[Dataset entries]
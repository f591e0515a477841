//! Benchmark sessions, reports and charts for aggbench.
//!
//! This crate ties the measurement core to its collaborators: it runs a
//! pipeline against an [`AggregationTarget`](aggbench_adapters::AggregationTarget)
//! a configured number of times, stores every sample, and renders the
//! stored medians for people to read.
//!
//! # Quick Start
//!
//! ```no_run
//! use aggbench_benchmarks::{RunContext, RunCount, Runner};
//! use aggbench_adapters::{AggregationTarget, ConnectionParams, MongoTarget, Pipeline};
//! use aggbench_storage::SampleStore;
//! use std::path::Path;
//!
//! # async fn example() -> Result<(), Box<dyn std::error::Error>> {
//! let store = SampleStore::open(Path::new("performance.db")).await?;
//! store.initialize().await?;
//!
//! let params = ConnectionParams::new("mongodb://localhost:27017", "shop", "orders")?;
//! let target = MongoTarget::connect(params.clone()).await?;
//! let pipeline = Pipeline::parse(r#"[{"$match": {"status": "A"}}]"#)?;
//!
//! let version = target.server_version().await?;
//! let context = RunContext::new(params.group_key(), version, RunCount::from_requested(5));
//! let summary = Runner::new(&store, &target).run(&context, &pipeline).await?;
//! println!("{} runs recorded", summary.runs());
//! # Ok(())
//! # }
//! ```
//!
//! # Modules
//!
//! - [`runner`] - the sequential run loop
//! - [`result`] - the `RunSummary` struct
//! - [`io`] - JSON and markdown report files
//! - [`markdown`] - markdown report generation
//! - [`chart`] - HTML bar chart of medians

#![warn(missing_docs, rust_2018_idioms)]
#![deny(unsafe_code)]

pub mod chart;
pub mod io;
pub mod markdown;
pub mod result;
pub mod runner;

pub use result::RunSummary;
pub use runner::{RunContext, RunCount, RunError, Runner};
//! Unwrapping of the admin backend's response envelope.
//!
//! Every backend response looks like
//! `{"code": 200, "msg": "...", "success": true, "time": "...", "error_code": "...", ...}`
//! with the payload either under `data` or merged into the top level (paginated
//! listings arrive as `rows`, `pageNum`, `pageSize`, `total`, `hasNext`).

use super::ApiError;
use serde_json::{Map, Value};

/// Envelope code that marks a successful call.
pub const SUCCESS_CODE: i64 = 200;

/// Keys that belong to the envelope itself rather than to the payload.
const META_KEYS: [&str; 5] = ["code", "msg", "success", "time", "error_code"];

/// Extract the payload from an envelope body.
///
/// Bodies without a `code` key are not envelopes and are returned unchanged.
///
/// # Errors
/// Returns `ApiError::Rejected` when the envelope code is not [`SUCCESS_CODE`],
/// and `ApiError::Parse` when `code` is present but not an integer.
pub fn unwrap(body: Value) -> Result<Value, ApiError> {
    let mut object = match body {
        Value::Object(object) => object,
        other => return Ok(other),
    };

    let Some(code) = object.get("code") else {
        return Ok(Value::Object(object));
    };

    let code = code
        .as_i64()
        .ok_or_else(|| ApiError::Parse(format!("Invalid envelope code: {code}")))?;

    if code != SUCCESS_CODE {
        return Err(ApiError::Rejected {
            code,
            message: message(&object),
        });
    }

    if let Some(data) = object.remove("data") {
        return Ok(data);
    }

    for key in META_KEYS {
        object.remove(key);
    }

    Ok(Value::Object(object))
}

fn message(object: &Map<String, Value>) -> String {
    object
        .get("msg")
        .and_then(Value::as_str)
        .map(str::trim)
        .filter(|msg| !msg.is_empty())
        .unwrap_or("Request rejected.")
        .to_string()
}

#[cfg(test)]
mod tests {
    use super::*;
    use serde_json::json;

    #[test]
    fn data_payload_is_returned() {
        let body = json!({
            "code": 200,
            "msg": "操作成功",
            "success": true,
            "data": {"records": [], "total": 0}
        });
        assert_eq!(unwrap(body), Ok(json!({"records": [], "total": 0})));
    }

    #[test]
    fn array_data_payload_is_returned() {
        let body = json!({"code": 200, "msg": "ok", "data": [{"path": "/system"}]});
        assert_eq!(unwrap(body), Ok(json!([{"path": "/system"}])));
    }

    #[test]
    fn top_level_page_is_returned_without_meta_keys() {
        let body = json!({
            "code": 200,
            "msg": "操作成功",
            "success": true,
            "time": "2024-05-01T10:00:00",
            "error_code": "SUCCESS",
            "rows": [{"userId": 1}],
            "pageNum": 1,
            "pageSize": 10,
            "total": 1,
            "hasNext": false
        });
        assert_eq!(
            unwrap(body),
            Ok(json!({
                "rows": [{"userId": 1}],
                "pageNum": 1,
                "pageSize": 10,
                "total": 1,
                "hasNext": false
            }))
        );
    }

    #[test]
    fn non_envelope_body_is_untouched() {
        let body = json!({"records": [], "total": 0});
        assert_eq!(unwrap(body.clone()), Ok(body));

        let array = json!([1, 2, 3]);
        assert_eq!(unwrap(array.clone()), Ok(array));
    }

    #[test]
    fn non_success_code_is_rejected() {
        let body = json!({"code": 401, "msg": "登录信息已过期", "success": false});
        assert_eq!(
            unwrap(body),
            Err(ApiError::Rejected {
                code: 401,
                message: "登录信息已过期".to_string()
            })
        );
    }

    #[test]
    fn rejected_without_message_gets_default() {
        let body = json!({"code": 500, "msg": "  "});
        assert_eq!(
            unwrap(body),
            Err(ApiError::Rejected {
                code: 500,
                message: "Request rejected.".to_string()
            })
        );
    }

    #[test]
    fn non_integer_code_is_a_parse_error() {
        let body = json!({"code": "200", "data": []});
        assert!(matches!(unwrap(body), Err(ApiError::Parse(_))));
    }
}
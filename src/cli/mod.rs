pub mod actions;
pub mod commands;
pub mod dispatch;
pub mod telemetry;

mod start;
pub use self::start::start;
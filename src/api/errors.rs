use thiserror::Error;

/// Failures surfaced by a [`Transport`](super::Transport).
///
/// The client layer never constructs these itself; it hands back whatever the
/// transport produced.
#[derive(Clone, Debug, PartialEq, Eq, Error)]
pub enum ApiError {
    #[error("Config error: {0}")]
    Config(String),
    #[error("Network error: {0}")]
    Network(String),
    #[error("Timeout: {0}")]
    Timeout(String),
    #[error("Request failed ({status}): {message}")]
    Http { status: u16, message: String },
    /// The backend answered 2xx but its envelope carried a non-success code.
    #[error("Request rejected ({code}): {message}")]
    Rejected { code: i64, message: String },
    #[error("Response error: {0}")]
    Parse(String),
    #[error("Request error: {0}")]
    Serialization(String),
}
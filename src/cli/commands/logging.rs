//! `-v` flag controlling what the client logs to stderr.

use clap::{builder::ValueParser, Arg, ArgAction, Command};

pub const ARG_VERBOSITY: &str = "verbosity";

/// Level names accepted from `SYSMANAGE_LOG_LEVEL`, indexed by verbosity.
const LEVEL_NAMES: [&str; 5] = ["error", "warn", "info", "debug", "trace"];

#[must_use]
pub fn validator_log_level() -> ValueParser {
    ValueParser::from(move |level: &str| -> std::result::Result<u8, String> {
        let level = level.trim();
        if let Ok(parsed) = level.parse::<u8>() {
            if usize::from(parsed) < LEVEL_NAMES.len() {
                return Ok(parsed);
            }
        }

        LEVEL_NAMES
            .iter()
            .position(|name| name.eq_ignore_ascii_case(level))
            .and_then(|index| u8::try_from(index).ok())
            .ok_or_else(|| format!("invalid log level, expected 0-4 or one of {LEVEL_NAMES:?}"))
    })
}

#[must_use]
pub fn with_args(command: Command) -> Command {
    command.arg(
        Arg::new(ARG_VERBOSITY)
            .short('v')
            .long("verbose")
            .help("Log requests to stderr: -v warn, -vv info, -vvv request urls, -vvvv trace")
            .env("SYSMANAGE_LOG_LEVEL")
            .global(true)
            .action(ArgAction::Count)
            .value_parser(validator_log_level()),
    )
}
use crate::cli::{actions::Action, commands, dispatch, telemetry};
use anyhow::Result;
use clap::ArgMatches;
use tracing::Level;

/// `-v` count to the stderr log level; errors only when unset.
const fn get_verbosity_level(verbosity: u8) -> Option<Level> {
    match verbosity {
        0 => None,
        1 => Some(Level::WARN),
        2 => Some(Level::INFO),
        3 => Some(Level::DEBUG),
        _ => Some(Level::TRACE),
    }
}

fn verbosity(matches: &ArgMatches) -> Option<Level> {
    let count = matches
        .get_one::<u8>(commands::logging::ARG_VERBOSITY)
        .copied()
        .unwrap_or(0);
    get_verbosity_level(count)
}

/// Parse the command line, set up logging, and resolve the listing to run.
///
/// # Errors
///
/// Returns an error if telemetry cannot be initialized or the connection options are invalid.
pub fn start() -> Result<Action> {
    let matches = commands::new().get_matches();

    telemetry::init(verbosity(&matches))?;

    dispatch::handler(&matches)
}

--

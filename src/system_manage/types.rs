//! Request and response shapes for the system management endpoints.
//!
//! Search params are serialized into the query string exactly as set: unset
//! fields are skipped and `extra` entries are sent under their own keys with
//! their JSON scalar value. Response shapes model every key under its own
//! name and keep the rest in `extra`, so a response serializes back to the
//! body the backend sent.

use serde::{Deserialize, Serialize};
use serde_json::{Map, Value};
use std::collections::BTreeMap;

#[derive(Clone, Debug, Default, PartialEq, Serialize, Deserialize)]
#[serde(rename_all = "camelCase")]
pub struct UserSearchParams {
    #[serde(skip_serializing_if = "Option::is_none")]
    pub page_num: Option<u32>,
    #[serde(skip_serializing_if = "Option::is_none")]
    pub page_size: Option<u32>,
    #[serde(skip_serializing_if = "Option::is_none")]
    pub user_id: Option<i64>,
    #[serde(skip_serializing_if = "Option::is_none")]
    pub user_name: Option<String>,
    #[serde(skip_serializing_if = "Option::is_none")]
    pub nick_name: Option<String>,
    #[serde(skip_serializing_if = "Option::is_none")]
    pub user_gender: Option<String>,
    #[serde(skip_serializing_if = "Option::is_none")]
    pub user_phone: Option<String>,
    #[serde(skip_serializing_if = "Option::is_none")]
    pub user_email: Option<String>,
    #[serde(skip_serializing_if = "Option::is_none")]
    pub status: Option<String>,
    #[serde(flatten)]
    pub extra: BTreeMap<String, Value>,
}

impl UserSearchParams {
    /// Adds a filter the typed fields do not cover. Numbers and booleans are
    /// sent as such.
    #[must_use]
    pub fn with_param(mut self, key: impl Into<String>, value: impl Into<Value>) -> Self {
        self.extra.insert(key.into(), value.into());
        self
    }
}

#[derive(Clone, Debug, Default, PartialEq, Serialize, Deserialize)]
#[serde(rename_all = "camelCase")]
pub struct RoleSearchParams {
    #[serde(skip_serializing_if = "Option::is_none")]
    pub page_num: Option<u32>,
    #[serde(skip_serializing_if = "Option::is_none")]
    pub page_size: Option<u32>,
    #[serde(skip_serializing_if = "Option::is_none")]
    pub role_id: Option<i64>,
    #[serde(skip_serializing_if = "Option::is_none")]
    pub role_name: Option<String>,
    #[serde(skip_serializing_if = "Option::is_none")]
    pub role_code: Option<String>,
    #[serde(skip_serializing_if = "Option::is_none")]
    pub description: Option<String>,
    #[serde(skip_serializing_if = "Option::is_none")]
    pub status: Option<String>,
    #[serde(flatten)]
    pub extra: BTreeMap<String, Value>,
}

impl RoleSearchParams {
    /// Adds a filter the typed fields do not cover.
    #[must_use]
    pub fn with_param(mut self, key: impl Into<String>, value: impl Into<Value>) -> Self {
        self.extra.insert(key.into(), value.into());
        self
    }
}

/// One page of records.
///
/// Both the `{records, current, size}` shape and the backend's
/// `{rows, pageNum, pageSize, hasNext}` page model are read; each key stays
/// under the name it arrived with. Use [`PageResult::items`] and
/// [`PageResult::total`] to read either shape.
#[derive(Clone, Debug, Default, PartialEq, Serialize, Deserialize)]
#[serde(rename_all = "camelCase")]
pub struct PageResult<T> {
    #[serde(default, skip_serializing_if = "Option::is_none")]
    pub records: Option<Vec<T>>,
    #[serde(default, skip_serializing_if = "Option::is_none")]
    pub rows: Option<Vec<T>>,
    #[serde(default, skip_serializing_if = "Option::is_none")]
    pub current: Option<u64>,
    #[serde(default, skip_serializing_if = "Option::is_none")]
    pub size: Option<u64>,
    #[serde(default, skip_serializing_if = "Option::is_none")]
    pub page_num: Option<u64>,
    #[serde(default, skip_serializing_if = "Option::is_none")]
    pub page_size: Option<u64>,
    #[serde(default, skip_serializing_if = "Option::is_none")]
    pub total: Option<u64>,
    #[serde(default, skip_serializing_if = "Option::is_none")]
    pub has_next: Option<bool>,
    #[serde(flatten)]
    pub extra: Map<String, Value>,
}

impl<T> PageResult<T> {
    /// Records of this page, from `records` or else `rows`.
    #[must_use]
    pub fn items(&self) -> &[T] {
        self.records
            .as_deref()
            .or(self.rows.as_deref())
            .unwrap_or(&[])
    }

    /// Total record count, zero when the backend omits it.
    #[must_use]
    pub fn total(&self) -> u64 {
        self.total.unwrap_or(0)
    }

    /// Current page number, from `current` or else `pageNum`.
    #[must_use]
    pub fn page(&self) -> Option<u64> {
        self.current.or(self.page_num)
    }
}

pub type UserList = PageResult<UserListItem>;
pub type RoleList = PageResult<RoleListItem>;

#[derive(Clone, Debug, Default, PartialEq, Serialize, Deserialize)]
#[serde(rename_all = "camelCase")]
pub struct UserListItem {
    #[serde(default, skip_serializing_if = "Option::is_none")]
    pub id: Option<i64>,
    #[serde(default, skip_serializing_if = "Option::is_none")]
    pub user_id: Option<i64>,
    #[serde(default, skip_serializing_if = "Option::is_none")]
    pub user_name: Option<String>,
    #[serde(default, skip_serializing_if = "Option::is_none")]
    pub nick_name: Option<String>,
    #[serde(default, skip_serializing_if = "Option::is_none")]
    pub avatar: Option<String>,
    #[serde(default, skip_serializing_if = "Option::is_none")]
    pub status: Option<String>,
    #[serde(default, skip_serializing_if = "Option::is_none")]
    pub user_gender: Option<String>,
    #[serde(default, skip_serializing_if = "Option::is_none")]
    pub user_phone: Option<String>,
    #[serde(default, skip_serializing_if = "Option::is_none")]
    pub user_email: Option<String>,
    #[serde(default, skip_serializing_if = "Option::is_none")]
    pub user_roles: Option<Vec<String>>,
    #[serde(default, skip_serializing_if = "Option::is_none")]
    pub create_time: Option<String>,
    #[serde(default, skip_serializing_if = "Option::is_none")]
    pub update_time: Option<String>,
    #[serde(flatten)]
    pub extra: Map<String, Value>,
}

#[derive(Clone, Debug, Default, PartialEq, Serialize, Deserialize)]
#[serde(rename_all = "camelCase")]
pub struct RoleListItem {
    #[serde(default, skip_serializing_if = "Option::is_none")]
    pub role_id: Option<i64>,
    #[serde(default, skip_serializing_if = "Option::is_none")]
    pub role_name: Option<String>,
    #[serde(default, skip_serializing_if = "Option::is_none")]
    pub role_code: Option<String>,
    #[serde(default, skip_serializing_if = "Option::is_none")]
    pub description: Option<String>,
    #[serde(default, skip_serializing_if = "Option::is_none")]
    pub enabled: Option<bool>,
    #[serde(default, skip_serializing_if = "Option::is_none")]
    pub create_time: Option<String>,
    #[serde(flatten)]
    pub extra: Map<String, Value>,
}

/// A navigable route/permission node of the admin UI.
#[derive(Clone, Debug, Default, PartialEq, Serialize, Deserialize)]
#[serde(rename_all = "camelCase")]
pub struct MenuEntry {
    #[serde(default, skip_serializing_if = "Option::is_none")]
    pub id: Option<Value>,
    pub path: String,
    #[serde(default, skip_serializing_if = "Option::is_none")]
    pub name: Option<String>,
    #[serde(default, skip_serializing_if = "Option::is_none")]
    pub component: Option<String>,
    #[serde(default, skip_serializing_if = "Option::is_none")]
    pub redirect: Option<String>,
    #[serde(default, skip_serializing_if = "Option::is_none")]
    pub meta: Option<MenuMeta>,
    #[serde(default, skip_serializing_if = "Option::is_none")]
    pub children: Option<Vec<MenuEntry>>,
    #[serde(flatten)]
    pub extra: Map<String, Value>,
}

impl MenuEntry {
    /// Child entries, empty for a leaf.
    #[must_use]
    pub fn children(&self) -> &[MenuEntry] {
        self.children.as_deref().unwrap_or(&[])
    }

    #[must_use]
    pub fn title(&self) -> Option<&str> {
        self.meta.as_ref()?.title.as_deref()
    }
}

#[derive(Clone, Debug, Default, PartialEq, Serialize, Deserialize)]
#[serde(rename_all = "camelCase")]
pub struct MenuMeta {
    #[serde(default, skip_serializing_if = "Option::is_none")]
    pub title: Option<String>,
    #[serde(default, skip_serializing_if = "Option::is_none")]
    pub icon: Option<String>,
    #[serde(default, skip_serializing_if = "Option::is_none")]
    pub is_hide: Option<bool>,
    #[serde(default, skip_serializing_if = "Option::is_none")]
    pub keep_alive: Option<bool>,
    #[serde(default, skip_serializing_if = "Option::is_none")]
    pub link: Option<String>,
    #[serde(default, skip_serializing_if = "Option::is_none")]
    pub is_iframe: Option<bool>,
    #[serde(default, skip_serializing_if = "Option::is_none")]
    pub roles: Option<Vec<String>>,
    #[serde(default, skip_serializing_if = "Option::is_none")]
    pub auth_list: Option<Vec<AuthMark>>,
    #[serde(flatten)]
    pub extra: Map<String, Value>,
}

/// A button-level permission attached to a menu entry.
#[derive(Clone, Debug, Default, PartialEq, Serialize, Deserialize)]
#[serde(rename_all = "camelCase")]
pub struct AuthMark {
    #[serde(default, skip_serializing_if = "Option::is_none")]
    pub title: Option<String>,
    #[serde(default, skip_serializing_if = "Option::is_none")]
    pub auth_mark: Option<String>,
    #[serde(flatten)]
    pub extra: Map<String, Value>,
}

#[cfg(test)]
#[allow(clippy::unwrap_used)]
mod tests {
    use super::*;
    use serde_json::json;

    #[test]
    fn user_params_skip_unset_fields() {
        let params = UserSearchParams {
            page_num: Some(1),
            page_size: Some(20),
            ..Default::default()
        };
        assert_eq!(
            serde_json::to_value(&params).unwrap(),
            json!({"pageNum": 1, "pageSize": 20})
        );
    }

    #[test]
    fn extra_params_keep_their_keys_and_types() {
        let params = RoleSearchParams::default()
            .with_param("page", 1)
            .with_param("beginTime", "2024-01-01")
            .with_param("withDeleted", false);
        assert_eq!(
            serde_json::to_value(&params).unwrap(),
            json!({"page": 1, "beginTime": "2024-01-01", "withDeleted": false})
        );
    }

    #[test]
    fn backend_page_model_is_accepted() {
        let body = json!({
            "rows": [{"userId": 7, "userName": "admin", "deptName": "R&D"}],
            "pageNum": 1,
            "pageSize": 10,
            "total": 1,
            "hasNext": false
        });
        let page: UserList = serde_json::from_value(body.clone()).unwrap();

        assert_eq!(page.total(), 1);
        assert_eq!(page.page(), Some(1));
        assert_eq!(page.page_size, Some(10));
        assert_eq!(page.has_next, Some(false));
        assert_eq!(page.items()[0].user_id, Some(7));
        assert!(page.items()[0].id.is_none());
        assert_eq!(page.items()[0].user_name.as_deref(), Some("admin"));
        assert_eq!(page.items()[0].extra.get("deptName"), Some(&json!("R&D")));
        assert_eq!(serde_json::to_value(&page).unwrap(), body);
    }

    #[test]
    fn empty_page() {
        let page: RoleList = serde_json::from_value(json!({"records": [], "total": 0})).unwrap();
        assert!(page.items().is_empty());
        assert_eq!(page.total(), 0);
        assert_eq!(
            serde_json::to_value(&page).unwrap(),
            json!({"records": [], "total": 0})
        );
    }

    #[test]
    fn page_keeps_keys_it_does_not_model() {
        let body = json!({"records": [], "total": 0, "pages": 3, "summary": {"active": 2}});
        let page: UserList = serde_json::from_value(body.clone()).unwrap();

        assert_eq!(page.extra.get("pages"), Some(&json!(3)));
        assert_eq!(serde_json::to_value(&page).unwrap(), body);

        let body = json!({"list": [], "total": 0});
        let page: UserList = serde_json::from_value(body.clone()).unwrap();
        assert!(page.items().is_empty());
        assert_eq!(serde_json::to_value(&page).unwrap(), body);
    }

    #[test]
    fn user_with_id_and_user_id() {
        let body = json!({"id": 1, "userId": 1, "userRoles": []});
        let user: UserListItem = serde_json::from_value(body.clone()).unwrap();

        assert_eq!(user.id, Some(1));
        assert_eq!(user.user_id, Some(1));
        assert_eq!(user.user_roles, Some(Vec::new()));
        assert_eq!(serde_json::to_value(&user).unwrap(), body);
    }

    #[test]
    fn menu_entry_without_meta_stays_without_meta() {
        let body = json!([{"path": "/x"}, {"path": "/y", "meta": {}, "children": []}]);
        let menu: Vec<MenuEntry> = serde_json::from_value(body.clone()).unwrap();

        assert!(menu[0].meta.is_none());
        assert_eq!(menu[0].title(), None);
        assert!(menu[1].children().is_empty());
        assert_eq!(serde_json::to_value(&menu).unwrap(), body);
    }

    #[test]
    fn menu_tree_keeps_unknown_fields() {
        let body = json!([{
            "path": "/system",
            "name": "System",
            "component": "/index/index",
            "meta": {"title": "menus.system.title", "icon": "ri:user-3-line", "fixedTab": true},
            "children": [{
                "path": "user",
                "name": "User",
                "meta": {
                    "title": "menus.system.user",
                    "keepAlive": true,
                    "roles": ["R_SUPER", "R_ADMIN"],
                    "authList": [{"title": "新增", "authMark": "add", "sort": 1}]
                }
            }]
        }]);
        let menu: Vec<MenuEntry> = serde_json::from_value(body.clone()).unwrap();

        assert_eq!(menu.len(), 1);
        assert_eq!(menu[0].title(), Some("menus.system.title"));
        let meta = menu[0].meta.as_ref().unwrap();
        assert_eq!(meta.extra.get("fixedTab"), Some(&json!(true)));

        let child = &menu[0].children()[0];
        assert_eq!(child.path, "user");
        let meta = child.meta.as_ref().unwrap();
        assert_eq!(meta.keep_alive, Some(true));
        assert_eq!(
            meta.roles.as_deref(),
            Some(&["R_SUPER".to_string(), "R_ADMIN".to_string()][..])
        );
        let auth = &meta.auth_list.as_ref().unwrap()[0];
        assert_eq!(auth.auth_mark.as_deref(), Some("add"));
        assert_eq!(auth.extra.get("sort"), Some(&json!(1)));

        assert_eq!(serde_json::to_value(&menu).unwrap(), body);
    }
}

* _TASK DIRECTIONS_: Whenever a line above includes the string "icon", copy it.

* _WRITTEN RESPONSE_:
    pub icon: Option<String>,
            "meta": {"title": "menus.system.title", "icon": "ri:user-3-line", "fixedTab": true},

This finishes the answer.